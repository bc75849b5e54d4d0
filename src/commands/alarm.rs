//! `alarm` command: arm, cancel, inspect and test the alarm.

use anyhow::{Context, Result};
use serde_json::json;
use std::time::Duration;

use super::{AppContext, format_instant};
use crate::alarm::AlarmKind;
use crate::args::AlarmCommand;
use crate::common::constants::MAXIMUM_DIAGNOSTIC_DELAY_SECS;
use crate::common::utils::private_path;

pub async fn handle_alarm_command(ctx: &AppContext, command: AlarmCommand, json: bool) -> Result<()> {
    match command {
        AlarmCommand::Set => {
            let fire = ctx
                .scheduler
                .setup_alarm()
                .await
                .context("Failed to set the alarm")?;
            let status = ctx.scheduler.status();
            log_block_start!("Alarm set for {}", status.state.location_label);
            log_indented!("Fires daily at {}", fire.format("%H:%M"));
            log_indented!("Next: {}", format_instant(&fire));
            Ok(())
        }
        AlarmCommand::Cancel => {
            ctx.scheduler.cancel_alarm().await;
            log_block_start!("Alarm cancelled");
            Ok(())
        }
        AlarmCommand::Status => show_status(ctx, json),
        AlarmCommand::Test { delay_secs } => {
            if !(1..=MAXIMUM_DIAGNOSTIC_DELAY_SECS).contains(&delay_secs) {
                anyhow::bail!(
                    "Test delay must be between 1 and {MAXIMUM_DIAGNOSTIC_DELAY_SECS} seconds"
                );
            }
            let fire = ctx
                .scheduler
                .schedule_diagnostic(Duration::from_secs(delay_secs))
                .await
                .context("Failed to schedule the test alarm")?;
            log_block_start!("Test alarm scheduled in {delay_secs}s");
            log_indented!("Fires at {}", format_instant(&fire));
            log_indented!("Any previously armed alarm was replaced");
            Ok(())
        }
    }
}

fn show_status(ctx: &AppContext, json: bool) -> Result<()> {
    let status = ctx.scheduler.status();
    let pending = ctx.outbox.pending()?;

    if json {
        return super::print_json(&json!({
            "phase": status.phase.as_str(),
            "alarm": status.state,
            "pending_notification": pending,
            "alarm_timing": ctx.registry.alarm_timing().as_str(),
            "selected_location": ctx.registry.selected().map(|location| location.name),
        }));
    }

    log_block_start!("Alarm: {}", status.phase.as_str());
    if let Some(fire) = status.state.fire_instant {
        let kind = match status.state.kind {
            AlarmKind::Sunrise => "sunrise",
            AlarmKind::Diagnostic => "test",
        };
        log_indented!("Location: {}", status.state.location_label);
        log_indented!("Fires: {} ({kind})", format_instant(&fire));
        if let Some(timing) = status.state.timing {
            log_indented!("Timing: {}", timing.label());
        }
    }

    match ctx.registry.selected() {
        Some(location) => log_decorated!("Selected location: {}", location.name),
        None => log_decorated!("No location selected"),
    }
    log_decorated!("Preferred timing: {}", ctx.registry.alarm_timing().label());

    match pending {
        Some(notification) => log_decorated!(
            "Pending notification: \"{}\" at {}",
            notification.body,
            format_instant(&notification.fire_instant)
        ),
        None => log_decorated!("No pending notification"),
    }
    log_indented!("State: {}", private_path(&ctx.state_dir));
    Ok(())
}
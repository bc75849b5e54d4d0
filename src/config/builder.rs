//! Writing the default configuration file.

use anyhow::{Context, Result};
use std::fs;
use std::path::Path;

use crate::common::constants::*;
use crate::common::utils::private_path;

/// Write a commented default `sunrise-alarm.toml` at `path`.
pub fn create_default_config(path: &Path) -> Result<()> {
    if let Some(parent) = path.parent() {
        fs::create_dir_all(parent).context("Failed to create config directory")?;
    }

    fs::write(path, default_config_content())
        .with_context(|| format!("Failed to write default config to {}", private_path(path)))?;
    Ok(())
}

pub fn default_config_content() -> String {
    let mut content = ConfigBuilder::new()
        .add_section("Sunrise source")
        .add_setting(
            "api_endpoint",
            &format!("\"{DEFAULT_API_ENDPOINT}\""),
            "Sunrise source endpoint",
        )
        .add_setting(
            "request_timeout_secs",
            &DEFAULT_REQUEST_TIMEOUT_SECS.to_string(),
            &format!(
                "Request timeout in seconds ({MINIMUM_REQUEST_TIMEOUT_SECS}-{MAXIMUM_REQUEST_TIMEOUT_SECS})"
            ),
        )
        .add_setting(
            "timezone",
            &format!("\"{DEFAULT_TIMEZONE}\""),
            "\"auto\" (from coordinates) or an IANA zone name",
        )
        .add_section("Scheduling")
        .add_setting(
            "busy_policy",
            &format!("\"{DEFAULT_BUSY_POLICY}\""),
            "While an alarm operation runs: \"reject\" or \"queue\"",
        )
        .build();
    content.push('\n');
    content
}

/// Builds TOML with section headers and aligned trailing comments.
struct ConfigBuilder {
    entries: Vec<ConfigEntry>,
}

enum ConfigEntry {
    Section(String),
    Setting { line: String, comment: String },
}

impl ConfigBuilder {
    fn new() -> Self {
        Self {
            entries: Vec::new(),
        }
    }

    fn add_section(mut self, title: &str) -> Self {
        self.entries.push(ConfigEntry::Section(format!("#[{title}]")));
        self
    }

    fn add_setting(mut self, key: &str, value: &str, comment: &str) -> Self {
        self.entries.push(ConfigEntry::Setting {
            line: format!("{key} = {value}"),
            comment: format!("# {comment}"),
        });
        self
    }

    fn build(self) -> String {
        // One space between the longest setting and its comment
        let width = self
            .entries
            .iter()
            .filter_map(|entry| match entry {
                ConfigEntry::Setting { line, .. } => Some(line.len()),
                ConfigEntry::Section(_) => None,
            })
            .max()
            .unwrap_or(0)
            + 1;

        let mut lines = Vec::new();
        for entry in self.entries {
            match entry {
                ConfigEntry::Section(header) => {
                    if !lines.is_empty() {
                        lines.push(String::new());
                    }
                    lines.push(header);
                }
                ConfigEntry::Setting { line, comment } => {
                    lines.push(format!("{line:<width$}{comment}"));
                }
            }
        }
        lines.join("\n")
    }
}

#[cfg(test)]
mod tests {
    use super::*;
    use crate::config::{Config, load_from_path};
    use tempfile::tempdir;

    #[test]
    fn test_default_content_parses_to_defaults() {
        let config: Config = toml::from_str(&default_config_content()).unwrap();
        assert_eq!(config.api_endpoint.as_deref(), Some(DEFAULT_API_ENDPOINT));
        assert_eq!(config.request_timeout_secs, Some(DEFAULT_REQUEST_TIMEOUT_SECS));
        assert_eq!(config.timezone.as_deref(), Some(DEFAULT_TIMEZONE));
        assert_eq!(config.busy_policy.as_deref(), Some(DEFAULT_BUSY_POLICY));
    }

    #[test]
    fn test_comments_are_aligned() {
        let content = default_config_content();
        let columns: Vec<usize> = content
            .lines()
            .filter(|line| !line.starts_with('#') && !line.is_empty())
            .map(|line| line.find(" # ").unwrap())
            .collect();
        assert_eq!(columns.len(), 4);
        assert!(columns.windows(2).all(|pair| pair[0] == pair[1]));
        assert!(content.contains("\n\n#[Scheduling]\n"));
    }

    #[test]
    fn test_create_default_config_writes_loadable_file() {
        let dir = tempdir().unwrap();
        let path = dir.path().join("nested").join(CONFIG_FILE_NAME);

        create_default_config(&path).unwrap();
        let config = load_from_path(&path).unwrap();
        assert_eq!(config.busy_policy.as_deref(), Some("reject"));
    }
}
===============
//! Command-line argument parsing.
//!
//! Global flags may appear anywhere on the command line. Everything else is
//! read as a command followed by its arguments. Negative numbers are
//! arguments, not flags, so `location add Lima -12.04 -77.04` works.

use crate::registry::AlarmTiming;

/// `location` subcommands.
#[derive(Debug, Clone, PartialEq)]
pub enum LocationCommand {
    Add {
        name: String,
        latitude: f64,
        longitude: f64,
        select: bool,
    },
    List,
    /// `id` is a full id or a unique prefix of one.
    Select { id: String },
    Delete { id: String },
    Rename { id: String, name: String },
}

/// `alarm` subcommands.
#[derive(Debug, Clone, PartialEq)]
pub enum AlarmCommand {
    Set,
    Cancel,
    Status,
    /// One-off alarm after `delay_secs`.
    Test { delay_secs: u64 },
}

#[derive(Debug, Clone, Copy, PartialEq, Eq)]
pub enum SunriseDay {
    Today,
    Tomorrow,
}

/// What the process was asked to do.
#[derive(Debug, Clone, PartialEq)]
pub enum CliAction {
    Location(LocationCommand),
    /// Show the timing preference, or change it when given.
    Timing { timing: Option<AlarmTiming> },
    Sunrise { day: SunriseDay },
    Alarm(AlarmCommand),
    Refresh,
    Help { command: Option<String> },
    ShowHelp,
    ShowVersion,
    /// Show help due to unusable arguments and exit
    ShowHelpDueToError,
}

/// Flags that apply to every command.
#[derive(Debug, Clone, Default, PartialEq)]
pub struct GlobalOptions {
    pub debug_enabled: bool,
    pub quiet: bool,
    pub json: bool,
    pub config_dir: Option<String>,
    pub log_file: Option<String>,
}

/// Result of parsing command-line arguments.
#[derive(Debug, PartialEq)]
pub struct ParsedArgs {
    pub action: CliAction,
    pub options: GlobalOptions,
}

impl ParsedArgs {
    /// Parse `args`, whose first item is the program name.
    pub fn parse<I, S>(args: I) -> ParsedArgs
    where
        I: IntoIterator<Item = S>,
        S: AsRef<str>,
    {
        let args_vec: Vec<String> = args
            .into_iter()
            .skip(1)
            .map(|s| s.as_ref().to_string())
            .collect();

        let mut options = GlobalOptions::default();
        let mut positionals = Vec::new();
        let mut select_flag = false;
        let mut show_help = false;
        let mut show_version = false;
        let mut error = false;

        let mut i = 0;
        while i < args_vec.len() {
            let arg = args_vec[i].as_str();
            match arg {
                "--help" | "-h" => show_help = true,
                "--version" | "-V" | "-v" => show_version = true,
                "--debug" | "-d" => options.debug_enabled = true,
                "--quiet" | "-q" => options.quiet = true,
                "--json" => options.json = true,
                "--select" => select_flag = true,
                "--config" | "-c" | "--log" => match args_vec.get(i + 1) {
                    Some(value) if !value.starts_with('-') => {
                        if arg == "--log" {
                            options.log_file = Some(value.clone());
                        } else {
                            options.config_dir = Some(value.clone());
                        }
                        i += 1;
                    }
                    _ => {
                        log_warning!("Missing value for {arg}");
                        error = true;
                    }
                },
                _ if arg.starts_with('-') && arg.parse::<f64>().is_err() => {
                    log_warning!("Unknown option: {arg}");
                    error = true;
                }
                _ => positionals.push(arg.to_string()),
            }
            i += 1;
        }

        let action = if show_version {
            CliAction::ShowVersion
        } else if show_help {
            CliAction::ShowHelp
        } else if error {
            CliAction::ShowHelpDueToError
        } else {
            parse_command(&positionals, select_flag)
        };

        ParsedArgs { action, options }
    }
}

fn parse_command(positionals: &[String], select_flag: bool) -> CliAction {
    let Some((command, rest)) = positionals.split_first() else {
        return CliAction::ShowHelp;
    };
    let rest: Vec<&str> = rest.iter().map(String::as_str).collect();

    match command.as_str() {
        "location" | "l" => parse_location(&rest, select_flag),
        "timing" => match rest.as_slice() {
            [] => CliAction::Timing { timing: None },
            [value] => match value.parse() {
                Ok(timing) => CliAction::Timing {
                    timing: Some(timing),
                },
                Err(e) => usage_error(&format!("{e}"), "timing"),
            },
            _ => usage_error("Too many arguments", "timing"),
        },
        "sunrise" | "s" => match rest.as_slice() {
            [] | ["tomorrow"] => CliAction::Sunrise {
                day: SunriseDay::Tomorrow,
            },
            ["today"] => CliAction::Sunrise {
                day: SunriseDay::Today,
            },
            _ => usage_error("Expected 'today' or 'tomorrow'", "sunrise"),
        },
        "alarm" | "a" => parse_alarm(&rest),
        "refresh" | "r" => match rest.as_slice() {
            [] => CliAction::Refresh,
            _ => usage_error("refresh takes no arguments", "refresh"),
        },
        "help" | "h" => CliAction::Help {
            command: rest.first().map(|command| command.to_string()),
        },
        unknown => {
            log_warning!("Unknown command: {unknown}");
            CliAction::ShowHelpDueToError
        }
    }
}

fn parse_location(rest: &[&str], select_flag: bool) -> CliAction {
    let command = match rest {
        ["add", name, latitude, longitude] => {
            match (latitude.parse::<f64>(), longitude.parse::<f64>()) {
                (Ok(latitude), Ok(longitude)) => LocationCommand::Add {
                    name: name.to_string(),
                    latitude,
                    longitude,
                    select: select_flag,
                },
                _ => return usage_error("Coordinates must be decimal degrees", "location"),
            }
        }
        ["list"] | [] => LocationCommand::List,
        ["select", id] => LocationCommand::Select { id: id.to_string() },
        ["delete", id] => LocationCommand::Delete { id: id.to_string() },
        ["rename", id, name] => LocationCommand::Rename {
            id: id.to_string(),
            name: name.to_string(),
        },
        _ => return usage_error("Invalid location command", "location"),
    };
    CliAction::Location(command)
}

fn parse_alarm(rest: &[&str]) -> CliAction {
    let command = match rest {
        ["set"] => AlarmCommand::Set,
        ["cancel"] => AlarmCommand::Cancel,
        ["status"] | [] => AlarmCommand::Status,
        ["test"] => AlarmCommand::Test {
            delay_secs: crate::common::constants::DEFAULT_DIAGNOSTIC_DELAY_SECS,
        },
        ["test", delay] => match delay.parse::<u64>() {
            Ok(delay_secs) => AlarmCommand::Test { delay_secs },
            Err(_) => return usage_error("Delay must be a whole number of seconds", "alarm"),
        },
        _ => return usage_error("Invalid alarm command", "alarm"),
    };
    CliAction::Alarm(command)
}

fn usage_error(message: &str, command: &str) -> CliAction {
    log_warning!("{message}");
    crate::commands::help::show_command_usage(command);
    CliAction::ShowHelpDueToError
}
===============
## TASK STATEMENT
Could you report all lines of the listing that hold "scheduler"?

## RESPONSE AREA
                .scheduler
            let status = ctx.scheduler.status();
            ctx.scheduler.cancel_alarm().await;
                .scheduler
    let status = ctx.scheduler.status();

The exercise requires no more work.